START RECORD SET
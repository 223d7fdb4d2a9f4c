//! The contract every provider adapter implements.
//!
//! Adapters are pure: they turn a validated [`GeocodeRequest`](../struct.GeocodeRequest.html) into an
//! endpoint and query, and a decoded JSON body into candidates. Sending the request is the job
//! of a transport (see the `blocking` and `async_impl` modules).
use crate::error::{GeocodingError, InvalidRequest};
use crate::request::API_KEY;
use crate::{Candidate, GeocodeRequest, Location};
use serde::{Deserialize, Deserializer};
use serde_json::Value;

/// Query parameters in the order they are sent
pub type Query = Vec<(&'static str, String)>;

/// A forward-geocoding provider
pub trait Provider {
    /// Short provider name used in logs and error messages
    fn name(&self) -> &'static str;

    /// The SRID this provider requires, if any
    fn required_srid(&self) -> Option<u32> {
        None
    }

    /// Check the adapter's own configuration, such as its API key
    fn check(&self) -> Result<(), InvalidRequest> {
        Ok(())
    }

    /// Absolute URL the request is sent to
    fn endpoint(&self, request: &GeocodeRequest) -> String;

    /// Translate the request into query parameters; absent values are never sent
    fn build_query(&self, request: &GeocodeRequest) -> Query;

    /// Translate a decoded response body into candidates, in provider order
    fn map_response(&self, body: Value) -> Result<Vec<Candidate>, GeocodingError>;
}

impl<P> Provider for Box<P>
where
    P: Provider + ?Sized,
{
    fn name(&self) -> &'static str {
        (**self).name()
    }

    fn required_srid(&self) -> Option<u32> {
        (**self).required_srid()
    }

    fn check(&self) -> Result<(), InvalidRequest> {
        (**self).check()
    }

    fn endpoint(&self, request: &GeocodeRequest) -> String {
        (**self).endpoint(request)
    }

    fn build_query(&self, request: &GeocodeRequest) -> Query {
        (**self).build_query(request)
    }

    fn map_response(&self, body: Value) -> Result<Vec<Candidate>, GeocodingError> {
        (**self).map_response(body)
    }
}

/// A reverse-geocoding provider
pub trait ReverseProvider {
    fn name(&self) -> &'static str;

    fn check(&self) -> Result<(), InvalidRequest> {
        Ok(())
    }

    fn reverse_endpoint(&self) -> String;

    // NOTE TO IMPLEMENTERS: Location coordinates are lon, lat (x, y)
    // You may have to provide these coordinates in reverse order,
    // depending on the provider's requirements (see e.g. HERE)
    fn build_reverse_query(&self, location: &Location) -> Query;

    /// The best address at the location, `None` when the provider has none
    fn map_reverse_response(&self, body: Value) -> Result<Option<String>, GeocodingError>;
}

/// Run every check that must pass before the request leaves the process
pub fn validate<P>(provider: &P, request: &GeocodeRequest) -> Result<(), InvalidRequest>
where
    P: Provider + ?Sized,
{
    provider.check()?;
    request.validate()?;
    if let Some(srid) = provider.required_srid() {
        request.require_srid(provider.name(), srid)?;
    }
    Ok(())
}

/// Reject a blank API key; an empty `key=` parameter is never sent
pub fn require_api_key(api_key: &str) -> Result<(), InvalidRequest> {
    if api_key.trim().is_empty() {
        return Err(InvalidRequest::MissingOption(API_KEY));
    }
    Ok(())
}

/// Apply an optional caller filter; an emptied result is still "no candidates"
pub(crate) fn retain<F>(
    mut candidates: Vec<Candidate>,
    filter: Option<F>,
) -> Result<Vec<Candidate>, GeocodingError>
where
    F: FnMut(&Candidate) -> bool,
{
    if let Some(mut keep) = filter {
        candidates.retain(|c| keep(c));
    }
    if candidates.is_empty() {
        return Err(GeocodingError::NoCandidatesFound);
    }
    Ok(candidates)
}

/// Deserialize a number that may arrive as a JSON number or a numeric string
pub fn deserialize_lenient_f64<'de, D>(deserializer: D) -> Result<f64, D::Error>
where
    D: Deserializer<'de>,
{
    #[derive(Deserialize)]
    #[serde(untagged)]
    enum StringOrFloat {
        String(String),
        Float(f64),
    }

    match StringOrFloat::deserialize(deserializer)? {
        StringOrFloat::String(s) => s.trim().parse().map_err(serde::de::Error::custom),
        StringOrFloat::Float(f) => Ok(f),
    }
}

/// Deserialize a count that may arrive as a JSON number or a numeric string
pub fn deserialize_lenient_u64<'de, D>(deserializer: D) -> Result<u64, D::Error>
where
    D: Deserializer<'de>,
{
    #[derive(Deserialize)]
    #[serde(untagged)]
    enum StringOrInt {
        String(String),
        Int(u64),
    }

    match StringOrInt::deserialize(deserializer)? {
        StringOrInt::String(s) => s.trim().parse().map_err(serde::de::Error::custom),
        StringOrInt::Int(i) => Ok(i),
    }
}

#[cfg(test)]
mod test {
    use super::*;
    use crate::Point;
    use serde_json::json;

    #[derive(Deserialize)]
    struct Coordinate {
        #[serde(deserialize_with = "deserialize_lenient_f64")]
        x: f64,
        #[serde(deserialize_with = "deserialize_lenient_u64")]
        count: u64,
    }

    #[test]
    fn string_coordinates_are_coerced() {
        let c: Coordinate = serde_json::from_value(json!({ "x": "-76.93", "count": "3" })).unwrap();
        assert_eq!(c.x, -76.93);
        assert_eq!(c.count, 3);

        let c: Coordinate = serde_json::from_value(json!({ "x": -76.93, "count": 0 })).unwrap();
        assert_eq!(c.x, -76.93);
        assert_eq!(c.count, 0);
    }

    #[test]
    fn garbage_coordinates_fail() {
        assert!(serde_json::from_value::<Coordinate>(json!({ "x": "west", "count": 1 })).is_err());
    }

    #[test]
    fn blank_api_key_is_missing() {
        assert!(require_api_key("abc123").is_ok());
        assert_eq!(
            require_api_key(""),
            Err(InvalidRequest::MissingOption("api_key"))
        );
        assert_eq!(
            require_api_key("  "),
            Err(InvalidRequest::MissingOption("api_key"))
        );
    }

    #[test]
    fn retain_promotes_empty_to_error() {
        let candidates = vec![Candidate::new("A", Point::new(0.0, 0.0), None)];
        let kept = retain(candidates.clone(), None::<fn(&Candidate) -> bool>).unwrap();
        assert_eq!(kept.len(), 1);

        let err = retain(candidates, Some(|c: &Candidate| c.score().is_some())).unwrap_err();
        assert!(err.is_no_candidates());
    }
}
END RECORD SET
• EXERCISE DIRECTIONS
Each entry should be retyped exactly as given.

• TASK RESULT
repository 223d7fdb4d2a9f4c
//! The contract every provider adapter implements.
//!
//! Adapters are pure: they turn a validated [`GeocodeRequest`](../struct.GeocodeRequest.html) into an
//! endpoint and query, and a decoded JSON body into candidates. Sending the request is the job
//! of a transport (see the `blocking` and `async_impl` modules).
use crate::error::{GeocodingError, InvalidRequest};
use crate::request::API_KEY;
use crate::{Candidate, GeocodeRequest, Location};
use serde::{Deserialize, Deserializer};
use serde_json::Value;

/// Query parameters in the order they are sent
pub type Query = Vec<(&'static str, String)>;

/// A forward-geocoding provider
pub trait Provider {
    /// Short provider name used in logs and error messages
    fn name(&self) -> &'static str;

    /// The SRID this provider requires, if any
    fn required_srid(&self) -> Option<u32> {
        None
    }

    /// Check the adapter's own configuration, such as its API key
    fn check(&self) -> Result<(), InvalidRequest> {
        Ok(())
    }

    /// Absolute URL the request is sent to
    fn endpoint(&self, request: &GeocodeRequest) -> String;

    /// Translate the request into query parameters; absent values are never sent
    fn build_query(&self, request: &GeocodeRequest) -> Query;

    /// Translate a decoded response body into candidates, in provider order
    fn map_response(&self, body: Value) -> Result<Vec<Candidate>, GeocodingError>;
}

impl<P> Provider for Box<P>
where
    P: Provider + ?Sized,
{
    fn name(&self) -> &'static str {
        (**self).name()
    }

    fn required_srid(&self) -> Option<u32> {
        (**self).required_srid()
    }

    fn check(&self) -> Result<(), InvalidRequest> {
        (**self).check()
    }

    fn endpoint(&self, request: &GeocodeRequest) -> String {
        (**self).endpoint(request)
    }

    fn build_query(&self, request: &GeocodeRequest) -> Query {
        (**self).build_query(request)
    }

    fn map_response(&self, body: Value) -> Result<Vec<Candidate>, GeocodingError> {
        (**self).map_response(body)
    }
}

/// A reverse-geocoding provider
pub trait ReverseProvider {
    fn name(&self) -> &'static str;

    fn check(&self) -> Result<(), InvalidRequest> {
        Ok(())
    }

    fn reverse_endpoint(&self) -> String;

    // NOTE TO IMPLEMENTERS: Location coordinates are lon, lat (x, y)
    // You may have to provide these coordinates in reverse order,
    // depending on the provider's requirements (see e.g. HERE)
    fn build_reverse_query(&self, location: &Location) -> Query;

    /// The best address at the location, `None` when the provider has none
    fn map_reverse_response(&self, body: Value) -> Result<Option<String>, GeocodingError>;
}

/// Run every check that must pass before the request leaves the process
pub fn validate<P>(provider: &P, request: &GeocodeRequest) -> Result<(), InvalidRequest>
where
    P: Provider + ?Sized,
{
    provider.check()?;
    request.validate()?;
    if let Some(srid) = provider.required_srid() {
        request.require_srid(provider.name(), srid)?;
    }
    Ok(())
}

/// Reject a blank API key; an empty `key=` parameter is never sent
pub fn require_api_key(api_key: &str) -> Result<(), InvalidRequest> {
    if api_key.trim().is_empty() {
        return Err(InvalidRequest::MissingOption(API_KEY));
    }
    Ok(())
}

/// Apply an optional caller filter; an emptied result is still "no candidates"
pub(crate) fn retain<F>(
    mut candidates: Vec<Candidate>,
    filter: Option<F>,
) -> Result<Vec<Candidate>, GeocodingError>
where
    F: FnMut(&Candidate) -> bool,
{
    if let Some(mut keep) = filter {
        candidates.retain(|c| keep(c));
    }
    if candidates.is_empty() {
        return Err(GeocodingError::NoCandidatesFound);
    }
    Ok(candidates)
}

/// Deserialize a number that may arrive as a JSON number or a numeric string
pub fn deserialize_lenient_f64<'de, D>(deserializer: D) -> Result<f64, D::Error>
where
    D: Deserializer<'de>,
{
    #[derive(Deserialize)]
    #[serde(untagged)]
    enum StringOrFloat {
        String(String),
        Float(f64),
    }

    match StringOrFloat::deserialize(deserializer)? {
        StringOrFloat::String(s) => s.trim().parse().map_err(serde::de::Error::custom),
        StringOrFloat::Float(f) => Ok(f),
    }
}

/// Deserialize a count that may arrive as a JSON number or a numeric string
pub fn deserialize_lenient_u64<'de, D>(deserializer: D) -> Result<u64, D::Error>
where
    D: Deserializer<'de>,
{
    #[derive(Deserialize)]
    #[serde(untagged)]
    enum StringOrInt {
        String(String),
        Int(u64),
    }

    match StringOrInt::deserialize(deserializer)? {
        StringOrInt::String(s) => s.trim().parse().map_err(serde::de::Error::custom),
        StringOrInt::Int(i) => Ok(i),
    }
}

#[cfg(test)]
mod test {
    use super::*;
    use crate::Point;
    use serde_json::json;

    #[derive(Deserialize)]
    struct Coordinate {
        #[serde(deserialize_with = "deserialize_lenient_f64")]
        x: f64,
        #[serde(deserialize_with = "deserialize_lenient_u64")]
        count: u64,
    }

    #[test]
    fn string_coordinates_are_coerced() {
        let c: Coordinate = serde_json::from_value(json!({ "x": "-76.93", "count": "3" })).unwrap();
        assert_eq!(c.x, -76.93);
        assert_eq!(c.count, 3);

        let c: Coordinate = serde_json::from_value(json!({ "x": -76.93, "count": 0 })).unwrap();
        assert_eq!(c.x, -76.93);
        assert_eq!(c.count, 0);
    }

    #[test]
    fn garbage_coordinates_fail() {
        assert!(serde_json::from_value::<Coordinate>(json!({ "x": "west", "count": 1 })).is_err());
    }

    #[test]
    fn blank_api_key_is_missing() {
        assert!(require_api_key("abc123").is_ok());
        assert_eq!(
            require_api_key(""),
            Err(InvalidRequest::MissingOption("api_key"))
        );
        assert_eq!(
            require_api_key("  "),
            Err(InvalidRequest::MissingOption("api_key"))
        );
    }

    #[test]
    fn retain_promotes_empty_to_error() {
        let candidates = vec![Candidate::new("A", Point::new(0.0, 0.0), None)];
        let kept = retain(candidates.clone(), None::<fn(&Candidate) -> bool>).unwrap();
        assert_eq!(kept.len(), 1);

        let err = retain(candidates, Some(|c: &Candidate| c.score().is_some())).unwrap_err();
        assert!(err.is_no_candidates());
    }
}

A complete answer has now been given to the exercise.